On the face of it, the disruption caused by the novel coronavirus outbreak could not have come at a worse time, striking in mid-March when the Pakistan Super League (PSL), worth about $300 million to the governing body, was about to enter the knockout stage.
Bangladesh were also moved to postpone the final leg of their Pakistan tour, which included the second and final test and a one-off ODI — still rare fixtures in a country which has hosted almost no international cricket for a decade.
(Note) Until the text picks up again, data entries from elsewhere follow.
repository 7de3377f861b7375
//! Application error types

mod app_error;

pub use app_error::{AppError, AppResult};
//! Parent-side REST proxy
//!
//! Workers send `REST_REQUEST`s to the parent, which runs them through one shared client.
//! Responses to read operations are kept for a short TTL keyed by method name and
//! arguments; identical requests arriving while one is in flight share its result.
//! Expired entries are swept out at most once per TTL, on the next cacheable request.

use dashmap::mapref::entry::Entry;
use dashmap::DashMap;
use futures::future::{BoxFuture, FutureExt, Shared};
use parking_lot::Mutex;
use serde_json::Value;
use std::sync::atomic::{AtomicU64, Ordering};
use std::sync::Arc;
use std::time::Duration;
use tokio::time::Instant;

use super::{RestClient, RestError, RestOperation};

type SharedCall = Shared<BoxFuture<'static, Result<Value, RestError>>>;

struct CacheEntry {
    id: u64,
    created: Instant,
    call: SharedCall,
}

/// Caching, request-collapsing front of a [`RestClient`]
pub struct RestProxy {
    client: Arc<dyn RestClient>,
    ttl: Duration,
    cache: DashMap<String, CacheEntry>,
    next_id: AtomicU64,
    last_sweep: Mutex<Instant>,
}

impl RestProxy {
    pub fn new(client: Arc<dyn RestClient>, ttl: Duration) -> Self {
        Self {
            client,
            ttl,
            cache: DashMap::new(),
            next_id: AtomicU64::new(0),
            last_sweep: Mutex::new(Instant::now()),
        }
    }

    pub fn client(&self) -> &Arc<dyn RestClient> {
        &self.client
    }

    /// Run an operation, answering from the cache where allowed
    pub async fn execute(&self, operation: RestOperation) -> Result<Value, RestError> {
        if !operation.is_cacheable() || self.ttl.is_zero() {
            return self.client.execute(&operation).await;
        }

        self.sweep();
        let key = operation.cache_key();
        let (id, call) = self.lookup(&key, operation);
        let result = call.await;

        // Failures are not remembered; the next caller retries
        if result.is_err() {
            self.cache.remove_if(&key, |_, entry| entry.id == id);
        }
        result
    }

    fn lookup(&self, key: &str, operation: RestOperation) -> (u64, SharedCall) {
        let now = Instant::now();
        match self.cache.entry(key.to_string()) {
            Entry::Occupied(entry) if now < entry.get().created + self.ttl => {
                tracing::trace!(key = %key, "REST cache hit");
                (entry.get().id, entry.get().call.clone())
            }
            Entry::Occupied(mut entry) => {
                let fresh = self.start(operation, now);
                let handle = (fresh.id, fresh.call.clone());
                entry.insert(fresh);
                handle
            }
            Entry::Vacant(entry) => {
                let fresh = self.start(operation, now);
                let handle = (fresh.id, fresh.call.clone());
                entry.insert(fresh);
                handle
            }
        }
    }

    fn start(&self, operation: RestOperation, now: Instant) -> CacheEntry {
        let client = Arc::clone(&self.client);
        let call: BoxFuture<'static, Result<Value, RestError>> =
            async move { client.execute(&operation).await }.boxed();

        CacheEntry {
            id: self.next_id.fetch_add(1, Ordering::Relaxed),
            created: now,
            call: call.shared(),
        }
    }

    /// Purge if a full TTL has passed since the last sweep
    fn sweep(&self) {
        let now = Instant::now();
        {
            let mut last = self.last_sweep.lock();
            if now < *last + self.ttl {
                return;
            }
            *last = now;
        }
        self.purge();
    }

    /// Drop expired entries
    pub fn purge(&self) {
        let now = Instant::now();
        let before = self.cache.len();
        self.cache.retain(|_, entry| now < entry.created + self.ttl);

        let evicted = before.saturating_sub(self.cache.len());
        if evicted > 0 {
            tracing::trace!(evicted, "REST cache swept");
        }
    }

    pub fn cached(&self) -> usize {
        self.cache.len()
    }
}
//! Value objects - immutable types that represent domain concepts

mod nonce;
mod shard;
mod shard_state;

pub use nonce::{Nonce, NonceGenerator, NonceParseError};
pub use shard::ShardInfo;
pub use shard_state::ShardState;
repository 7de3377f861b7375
//! Process supervisor
//!
//! Parent-side owner of one worker process. It launches the worker, waits for READY,
//! correlates evaluation replies and handshake grants, forwards everything else to its
//! owner, and re-spawns the worker when it exits unexpectedly.

use dashmap::DashMap;
use futures::future::BoxFuture;
use parking_lot::Mutex;
use shard_common::{ClusterConfig, TimingConfig, WorkerEnv};
use shard_core::{ClusterSpec, Nonce, NonceGenerator, ShardState};
use shard_gateway::EventBus;
use std::sync::atomic::{AtomicBool, AtomicU64, Ordering};
use std::sync::Arc;
use std::time::Duration;
use tokio::sync::{mpsc, oneshot, watch};

use super::{WorkerLauncher, WorkerProcess};
use crate::error::{ClusterError, ClusterResult};
use crate::events::ClusterEvent;
use crate::ipc::{
    EvalOutcome, EvalPayload, IpcError, IpcMessage, IpcOp, IpcReader, IpcSender,
    ShardStatePayload,
};

/// Supervision settings
#[derive(Debug, Clone)]
pub struct SupervisorConfig {
    /// Re-spawn a worker that exits without being asked to
    pub respawn: bool,
    /// Pause before an automatic re-spawn
    pub respawn_delay: Duration,
    /// Bound on the wait for READY; `None` waits indefinitely
    pub spawn_timeout: Option<Duration>,
    /// Default bound on evaluation round-trips
    pub eval_timeout: Duration,
}

impl SupervisorConfig {
    pub fn from_config(timing: &TimingConfig, cluster: &ClusterConfig) -> Self {
        Self {
            respawn: cluster.respawn,
            respawn_delay: Duration::from_millis(500),
            spawn_timeout: timing.spawn_timeout(),
            eval_timeout: timing.eval_timeout(),
        }
    }
}

impl Default for SupervisorConfig {
    fn default() -> Self {
        Self::from_config(
            &TimingConfig::default(),
            &ClusterConfig {
                respawn: true,
                worker_path: None,
            },
        )
    }
}

/// Worker process status as seen by the parent
#[derive(Debug, Clone, Copy, PartialEq, Eq)]
pub enum ProcessStatus {
    Stopped,
    /// Launched, READY not yet received
    Starting,
    Ready,
}

/// A worker message the supervisor does not handle itself
#[derive(Debug, Clone)]
pub struct Inbound {
    pub cluster_id: u32,
    pub message: IpcMessage,
}

struct Live {
    generation: u64,
    pid: Option<u32>,
    sender: IpcSender,
    kill: Option<oneshot::Sender<()>>,
    ready: Option<oneshot::Sender<()>>,
}

type EvalReply = oneshot::Sender<Result<EvalPayload, ClusterError>>;
type GrantReply = oneshot::Sender<Result<(), ClusterError>>;

/// Parent-side handle of one cluster's worker process
pub struct ProcessSupervisor {
    spec: ClusterSpec,
    cluster_count: u32,
    launcher: Arc<dyn WorkerLauncher>,
    config: SupervisorConfig,
    nonces: NonceGenerator,

    live: Mutex<Option<Live>>,
    generation: AtomicU64,
    /// Set by `kill`/`respawn` so the exit is not treated as a crash
    stop_requested: AtomicBool,
    status: watch::Sender<ProcessStatus>,

    /// Outstanding evaluations by nonce
    pending_evals: DashMap<Nonce, EvalReply>,
    /// Outstanding handshake grants by shard id
    pending_grants: DashMap<u32, GrantReply>,

    inbound: mpsc::UnboundedSender<Inbound>,
    events: EventBus<ClusterEvent>,
}

impl ProcessSupervisor {
    pub fn new(
        spec: ClusterSpec,
        cluster_count: u32,
        launcher: Arc<dyn WorkerLauncher>,
        config: SupervisorConfig,
        inbound: mpsc::UnboundedSender<Inbound>,
        events: EventBus<ClusterEvent>,
    ) -> Arc<Self> {
        let (status, _) = watch::channel(ProcessStatus::Stopped);
        Arc::new(Self {
            spec,
            cluster_count,
            launcher,
            config,
            nonces: NonceGenerator::for_parent(),
            live: Mutex::new(None),
            generation: AtomicU64::new(0),
            stop_requested: AtomicBool::new(false),
            status,
            pending_evals: DashMap::new(),
            pending_grants: DashMap::new(),
            inbound,
            events,
        })
    }

    pub fn id(&self) -> u32 {
        self.spec.id
    }

    pub fn spec(&self) -> &ClusterSpec {
        &self.spec
    }

    pub fn status(&self) -> ProcessStatus {
        *self.status.borrow()
    }

    pub fn status_changes(&self) -> watch::Receiver<ProcessStatus> {
        self.status.subscribe()
    }

    pub fn pid(&self) -> Option<u32> {
        self.live.lock().as_ref().and_then(|live| live.pid)
    }

    pub fn pending_evals(&self) -> usize {
        self.pending_evals.len()
    }

    pub fn pending_grants(&self) -> usize {
        self.pending_grants.len()
    }

    /// Launch the worker and wait for its READY
    ///
    /// When the spawn timeout elapses first the worker is killed and not re-spawned.
    pub async fn spawn(self: &Arc<Self>) -> ClusterResult<()> {
        let cluster_id = self.id();
        if self.live.lock().is_some() {
            return Err(ClusterError::Spawn {
                cluster_id,
                reason: "worker already running".to_string(),
            });
        }

        self.stop_requested.store(false, Ordering::Release);
        let env = WorkerEnv::for_cluster(&self.spec, self.cluster_count);
        let WorkerProcess {
            input,
            output,
            mut control,
        } = self.launcher.launch(&env).await?;

        let generation = self.generation.fetch_add(1, Ordering::AcqRel) + 1;
        let pid = control.pid();
        let (sender, _writer) = IpcSender::spawn(input);
        let (kill_tx, kill_rx) = oneshot::channel();
        let (ready_tx, ready_rx) = oneshot::channel();

        *self.live.lock() = Some(Live {
            generation,
            pid,
            sender,
            kill: Some(kill_tx),
            ready: Some(ready_tx),
        });
        self.status.send_replace(ProcessStatus::Starting);
        self.events.publish(ClusterEvent::Spawned { cluster_id, pid });
        tracing::info!(cluster_id, pid = ?pid, generation, "Worker spawned");

        let reader = Arc::clone(self);
        tokio::spawn(async move {
            reader.read_loop(generation, IpcReader::new(output)).await;
        });

        let monitor = Arc::clone(self);
        tokio::spawn(async move {
            let code = tokio::select! {
                code = control.wait() => code,
                Ok(()) = kill_rx => {
                    control.kill().await;
                    None
                }
            };
            monitor.on_exit(generation, code);
        });

        let ready = match self.config.spawn_timeout {
            Some(limit) => match tokio::time::timeout(limit, ready_rx).await {
                Ok(ready) => ready,
                Err(_) => {
                    tracing::warn!(
                        cluster_id,
                        limit_ms = limit.as_millis(),
                        "Worker not ready in time, killing"
                    );
                    self.kill();
                    return Err(ClusterError::Timeout("READY"));
                }
            },
            None => ready_rx.await,
        };
        ready.map_err(|_| ClusterError::ProcessClosed)
    }

    /// Kill the worker without re-spawning it; `false` if none was running
    pub fn kill(&self) -> bool {
        self.stop_requested.store(true, Ordering::Release);
        let kill = self.live.lock().as_mut().and_then(|live| live.kill.take());
        match kill {
            Some(kill) => {
                tracing::info!(cluster_id = self.id(), "Killing worker");
                let _ = kill.send(());
                true
            }
            None => false,
        }
    }

    /// Wait until no worker process is running
    pub async fn wait_stopped(&self) {
        let mut status = self.status.subscribe();
        let _ = status.wait_for(|s| *s == ProcessStatus::Stopped).await;
    }

    /// Kill the current worker, wait for it to exit, and spawn a fresh one
    pub async fn respawn(self: &Arc<Self>) -> ClusterResult<()> {
        if self.kill() {
            self.wait_stopped().await;
        }
        self.spawn().await
    }

    /// Send a message to the worker
    pub fn send(&self, message: IpcMessage) -> ClusterResult<()> {
        let live = self.live.lock();
        let live = live.as_ref().ok_or(ClusterError::NotRunning(self.id()))?;
        live.sender
            .send(message.with_cluster(self.spec.id))
            .map_err(ClusterError::from)
    }

    /// Evaluate `code` in the worker
    ///
    /// With `shard` set, only the cluster owning that shard evaluates and the others
    /// answer [`EvalOutcome::Ignored`].
    pub async fn eval(
        &self,
        code: &str,
        shard: Option<u32>,
        timeout: Option<Duration>,
    ) -> ClusterResult<EvalOutcome> {
        let nonce = self.nonces.next();
        let payload = EvalPayload::request(nonce, code, shard);
        let message = IpcMessage::with_payload(IpcOp::Eval, &payload)?.as_request();

        let (tx, rx) = oneshot::channel();
        self.pending_evals.insert(nonce, tx);
        if let Err(e) = self.send(message) {
            self.pending_evals.remove(&nonce);
            return Err(e);
        }

        let limit = timeout.unwrap_or(self.config.eval_timeout);
        match tokio::time::timeout(limit, rx).await {
            Ok(Ok(reply)) => reply.map(EvalPayload::outcome),
            Ok(Err(_)) => Err(ClusterError::ProcessClosed),
            Err(_) => {
                self.pending_evals.remove(&nonce);
                Err(ClusterError::Timeout("EVAL reply"))
            }
        }
    }

    /// Let `shard_id` identify, then wait for it to report CONNECTED
    pub async fn grant_identify(&self, shard_id: u32, timeout: Duration) -> ClusterResult<()> {
        let (tx, rx) = oneshot::channel();
        self.pending_grants.insert(shard_id, tx);
        if let Err(e) = self.send(IpcMessage::identify_request(shard_id)) {
            self.pending_grants.remove(&shard_id);
            return Err(e);
        }
        tracing::debug!(cluster_id = self.id(), shard_id, "Handshake granted");

        match tokio::time::timeout(timeout, rx).await {
            Ok(Ok(result)) => result,
            Ok(Err(_)) => Err(ClusterError::ProcessClosed),
            Err(_) => {
                self.pending_grants.remove(&shard_id);
                Err(ClusterError::Timeout("shard to connect"))
            }
        }
    }

    async fn read_loop<R>(&self, generation: u64, mut reader: IpcReader<R>)
    where
        R: tokio::io::AsyncRead + Unpin,
    {
        let cluster_id = self.id();
        loop {
            match reader.next().await {
                Ok(Some(message)) => self.handle_message(generation, message),
                Ok(None) => break,
                Err(IpcError::Deserialization(e)) => {
                    tracing::warn!(cluster_id, error = %e, "Ignoring malformed IPC line");
                }
                Err(e) => {
                    tracing::warn!(cluster_id, error = %e, "IPC read failed");
                    break;
                }
            }
        }
        tracing::debug!(cluster_id, generation, "IPC channel closed");
    }

    fn handle_message(&self, generation: u64, message: IpcMessage) {
        let cluster_id = self.id();
        tracing::trace!(cluster_id, message = %message, "IPC message received");

        match message.op {
            IpcOp::Ready => {
                let ready = self
                    .live
                    .lock()
                    .as_mut()
                    .filter(|live| live.generation == generation)
                    .and_then(|live| live.ready.take());
                if let Some(ready) = ready {
                    let _ = ready.send(());
                }
                self.status.send_replace(ProcessStatus::Ready);
                self.events.publish(ClusterEvent::Ready { cluster_id });
                tracing::info!(cluster_id, "Worker ready");
                return;
            }
            IpcOp::Eval if !message.request => {
                match message.payload::<EvalPayload>() {
                    Ok(reply) => match self.pending_evals.remove(&reply.nonce) {
                        Some((_, waiter)) => {
                            let _ = waiter.send(Ok(reply));
                        }
                        None => {
                            tracing::debug!(
                                cluster_id,
                                nonce = %reply.nonce,
                                minted = %reply.nonce.created_at(),
                                "Late EVAL reply dropped"
                            );
                        }
                    },
                    Err(e) => tracing::warn!(cluster_id, error = %e, "Bad EVAL reply"),
                }
                return;
            }
            IpcOp::ShardState => match message.payload::<ShardStatePayload>() {
                Ok(change) if change.state == ShardState::Connected => {
                    if let Some((_, waiter)) = self.pending_grants.remove(&change.shard_id) {
                        let _ = waiter.send(Ok(()));
                    }
                }
                Ok(_) => {}
                Err(e) => tracing::warn!(cluster_id, error = %e, "Bad SHARD_STATE payload"),
            },
            _ => {}
        }

        let _ = self.inbound.send(Inbound {
            cluster_id,
            message: message.with_cluster(cluster_id),
        });
    }

    fn on_exit(self: &Arc<Self>, generation: u64, code: Option<i32>) {
        let cluster_id = self.id();
        {
            let mut live = self.live.lock();
            if live.as_ref().map(|l| l.generation) != Some(generation) {
                return;
            }
            // Dropping the pipe and the READY sender fails any waiting spawn
            live.take();
        }
        self.status.send_replace(ProcessStatus::Stopped);
        let rejected = self.reject_pending();

        let respawning = self.config.respawn && !self.stop_requested.load(Ordering::Acquire);
        if respawning || code.is_some_and(|c| c != 0) {
            tracing::warn!(cluster_id, code = ?code, rejected, respawning, "Worker exited");
        } else {
            tracing::info!(cluster_id, code = ?code, rejected, "Worker stopped");
        }
        self.events.publish(ClusterEvent::Exited {
            cluster_id,
            code,
            respawning,
        });

        if respawning {
            tokio::spawn(Arc::clone(self).respawn_after(self.config.respawn_delay));
        }
    }

    fn respawn_after(self: Arc<Self>, delay: Duration) -> BoxFuture<'static, ()> {
        Box::pin(async move {
            tokio::time::sleep(delay).await;
            if self.stop_requested.load(Ordering::Acquire) || self.live.lock().is_some() {
                return;
            }
            if let Err(e) = self.spawn().await {
                tracing::error!(cluster_id = self.id(), error = %e, "Worker respawn failed");
            }
        })
    }

    /// Fail every outstanding evaluation and grant with `ProcessClosed`
    fn reject_pending(&self) -> usize {
        let nonces: Vec<Nonce> = self.pending_evals.iter().map(|e| *e.key()).collect();
        let shards: Vec<u32> = self.pending_grants.iter().map(|e| *e.key()).collect();
        let mut rejected = 0;

        for nonce in nonces {
            if let Some((_, waiter)) = self.pending_evals.remove(&nonce) {
                let _ = waiter.send(Err(ClusterError::ProcessClosed));
                rejected += 1;
            }
        }
        for shard_id in shards {
            if let Some((_, waiter)) = self.pending_grants.remove(&shard_id) {
                let _ = waiter.send(Err(ClusterError::ProcessClosed));
                rejected += 1;
            }
        }
        rejected
    }
}
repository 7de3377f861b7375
//! Line-delimited JSON transport
//!
//! One [`IpcMessage`] per line over any byte pipe: a child's stdin/stdout in production,
//! `tokio::io::duplex` in tests. Writes go through a single writer task so concurrent
//! senders never interleave partial lines.

use tokio::io::{AsyncBufReadExt, AsyncRead, AsyncWrite, AsyncWriteExt, BufReader, Lines};
use tokio::sync::mpsc;
use tokio::task::JoinHandle;

use super::{IpcError, IpcMessage};

/// Cloneable sending half of an IPC channel
#[derive(Debug, Clone)]
pub struct IpcSender {
    tx: mpsc::UnboundedSender<IpcMessage>,
}

impl IpcSender {
    /// Spawn the writer task for `writer`
    ///
    /// The task ends when every sender is dropped or the pipe fails.
    pub fn spawn<W>(writer: W) -> (Self, JoinHandle<()>)
    where
        W: AsyncWrite + Send + Unpin + 'static,
    {
        let (tx, rx) = mpsc::unbounded_channel();
        let task = tokio::spawn(async move {
            if let Err(e) = write_loop(writer, rx).await {
                tracing::debug!(error = %e, "IPC writer stopped");
            }
        });
        (Self { tx }, task)
    }

    /// Queue a message for writing
    pub fn send(&self, message: IpcMessage) -> Result<(), IpcError> {
        self.tx.send(message).map_err(|_| IpcError::ConnectionClosed)
    }

    pub fn is_closed(&self) -> bool {
        self.tx.is_closed()
    }
}

async fn write_loop<W>(
    mut writer: W,
    mut rx: mpsc::UnboundedReceiver<IpcMessage>,
) -> Result<(), IpcError>
where
    W: AsyncWrite + Unpin,
{
    while let Some(message) = rx.recv().await {
        let line = match message.to_line() {
            Ok(line) => line,
            Err(e) => {
                tracing::warn!(op = %message.op, error = %e, "Dropping unencodable IPC message");
                continue;
            }
        };
        writer.write_all(line.as_bytes()).await?;
        writer.flush().await?;
    }
    writer.shutdown().await?;
    Ok(())
}

/// Receiving half of an IPC channel
pub struct IpcReader<R> {
    lines: Lines<BufReader<R>>,
}

impl<R> IpcReader<R>
where
    R: AsyncRead + Unpin,
{
    pub fn new(reader: R) -> Self {
        Self {
            lines: BufReader::new(reader).lines(),
        }
    }

    /// Next message; `Ok(None)` at end of stream
    ///
    /// A malformed line yields `Err(Deserialization)` and the reader stays usable.
    pub async fn next(&mut self) -> Result<Option<IpcMessage>, IpcError> {
        loop {
            let Some(line) = self.lines.next_line().await? else {
                return Ok(None);
            };
            if line.trim().is_empty() {
                continue;
            }
            return IpcMessage::from_line(&line).map(Some);
        }
    }
}
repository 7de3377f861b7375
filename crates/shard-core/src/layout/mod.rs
//! Shard-range-to-cluster layout and handshake concurrency groups

mod cluster_layout;

pub use cluster_layout::{concurrency_group, ClusterLayout, ClusterSpec};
Khan, though, thinks the damage could have been a lot worse.
“It was a small setback, not a huge one,” the 49-year-old said in a telephone interview.
“I say that because we have successfully brought test cricket back in Pakistan … we had the MCC tour, and obviously the PSL itself was a resounding success.
“We are fortunate in many ways, that we don’t have a home series now until November.”
The board has already identified new windows in November-December for the remaining PSL matches, Khan said, and still hoped to complete the Bangladesh fixtures in 2021.
These are not the only potential losses for the board, however, with the fate of the Asia Cup, which Pakistan was to host in September, in limbo and uncertainty still hanging over this year’s Twenty20 World Cup in Australia.